“She asked the driver to park under the gulmohar tree and waited at the portico. Silence and jasmine petals fallen off young girls’ hairdos, lay embraced on the steps that lead to the verandah. The evening sun and the shadows gave finishing touches to her face” *
Divine. The writer may be a sheer romantic here, but I have no other words to describe Padmarajan‘s work. I have not read anything as poetic a prose as above, including works of Sylvia Plath. If Plath and Eliot (primarly poets, which Padmarajan is not) were highly imaginative in expression, they were not as simple. It is like classical music vs light music. Mass appeal, but still pure.
There was a lot of ‘pop’ in Padmarajan’s creations which was ideal for films.

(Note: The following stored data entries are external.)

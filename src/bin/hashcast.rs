//! hashcast CLI
//!
//! Casts JSON data against a schema document and inspects configuration.

use std::io::Read;
use std::path::PathBuf;

use anyhow::Context;
use clap::{Parser, Subcommand};
use hashcast::{config, list_converters, CastOptions, Caster, HashCastConfig, KeyMode};
use tracing_subscriber::EnvFilter;

#[derive(Parser)]
#[command(name = "hashcast")]
#[command(about = "Cast untyped JSON data against a declarative schema")]
struct Cli {
    /// Config file to load (optional)
    #[arg(short, long, global = true)]
    config: Option<String>,

    #[command(subcommand)]
    command: Commands,
}

#[derive(Subcommand)]
enum Commands {
    /// Cast a JSON document and print the result
    Cast {
        /// Schema document (.json or .toml)
        #[arg(short, long)]
        schema: PathBuf,

        /// Input JSON file, or "-" for stdin
        #[arg(short, long, default_value = "-")]
        input: String,

        /// Key representation written to the output
        #[arg(long)]
        output_keys: Option<KeyMode>,

        /// Drop unknown keys instead of failing
        #[arg(long)]
        skip_unexpected: bool,

        /// Print compact JSON
        #[arg(long)]
        compact: bool,
    },

    /// List registered converters
    Converters,

    /// Show or initialize configuration
    Config {
        #[command(subcommand)]
        action: ConfigAction,
    },
}

#[derive(Subcommand)]
enum ConfigAction {
    /// Show the effective configuration as TOML
    Show,

    /// Write a default config file
    Init {
        #[arg(short, long, default_value = "hashcast.toml")]
        output: String,
    },
}

fn main() {
    tracing_subscriber::fmt()
        .with_env_filter(EnvFilter::from_default_env())
        .with_writer(std::io::stderr)
        .init();

    let cli = Cli::parse();

    if let Err(e) = run(cli) {
        eprintln!("Error: {:#}", e);
        std::process::exit(1);
    }
}

fn run(cli: Cli) -> anyhow::Result<()> {
    let cfg = HashCastConfig::load_from(cli.config.as_deref()).context("loading configuration")?;
    config::set_global(cfg);

    match cli.command {
        Commands::Cast {
            schema,
            input,
            output_keys,
            skip_unexpected,
            compact,
        } => {
            let caster = Caster::from_path(&schema)
                .with_context(|| format!("building caster from {}", schema.display()))?;

            let raw = read_input(&input)?;
            let data: serde_json::Value =
                serde_json::from_str(&raw).with_context(|| format!("parsing {}", input))?;

            let options = cast_options(CastOptions::from_global(), output_keys, skip_unexpected);
            let output = caster.cast_json(data, &options)?;
            if compact {
                println!("{}", serde_json::to_string(&output)?);
            } else {
                println!("{}", serde_json::to_string_pretty(&output)?);
            }
            Ok(())
        }

        Commands::Converters => {
            for name in list_converters() {
                println!("{}", name);
            }
            Ok(())
        }

        Commands::Config { action } => match action {
            ConfigAction::Show => {
                println!("{}", toml::to_string_pretty(&config::global())?);
                Ok(())
            }
            ConfigAction::Init { output } => {
                HashCastConfig::default().save(&output)?;
                println!("Wrote {}", output);
                Ok(())
            }
        },
    }
}

/// Options for a CLI cast. JSON object keys are always strings, so the
/// configured `cast.input_keys` does not apply here.
fn cast_options(defaults: CastOptions, output_keys: Option<KeyMode>, skip_unexpected: bool) -> CastOptions {
    defaults
        .input_keys(KeyMode::String)
        .output_keys(output_keys.unwrap_or(defaults.output_keys))
        .skip_unexpected_attributes(skip_unexpected || defaults.skip_unexpected_attributes)
}

fn read_input(input: &str) -> anyhow::Result<String> {
    if input == "-" {
        let mut buffer = String::new();
        std::io::stdin()
            .read_to_string(&mut buffer)
            .context("reading stdin")?;
        Ok(buffer)
    } else {
        std::fs::read_to_string(input).with_context(|| format!("reading {}", input))
    }
}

And was eventually used by filmmakers. He wrote 36 scripts in 15 years (and directed 18 of them). Almost as fast as Fassbinder. But not all classics, nor did they have innovative cinematic techniques. But they all had a compelling feature – simple poetic story telling. In my opinion, truly, art for the masses.
I have tried narrating some of his films to people who weren’t really aware of the social/regional contexts. But the fact that they absorbed it completely is a sign of ‘universality’ of his themes.
As I said earlier, I haven’t read anything like that before or after Padmarajan (He died at 45 in 1991 during the screening of his 18th film). It would be nearly impossible to write like Padmarajan. The casualness and lightness of his writing is the most moving and the most difficult to achieve. As they say, “It is easy to be difficult. But difficult to be easy”
* Nakshathrangale Kaaval, 1971.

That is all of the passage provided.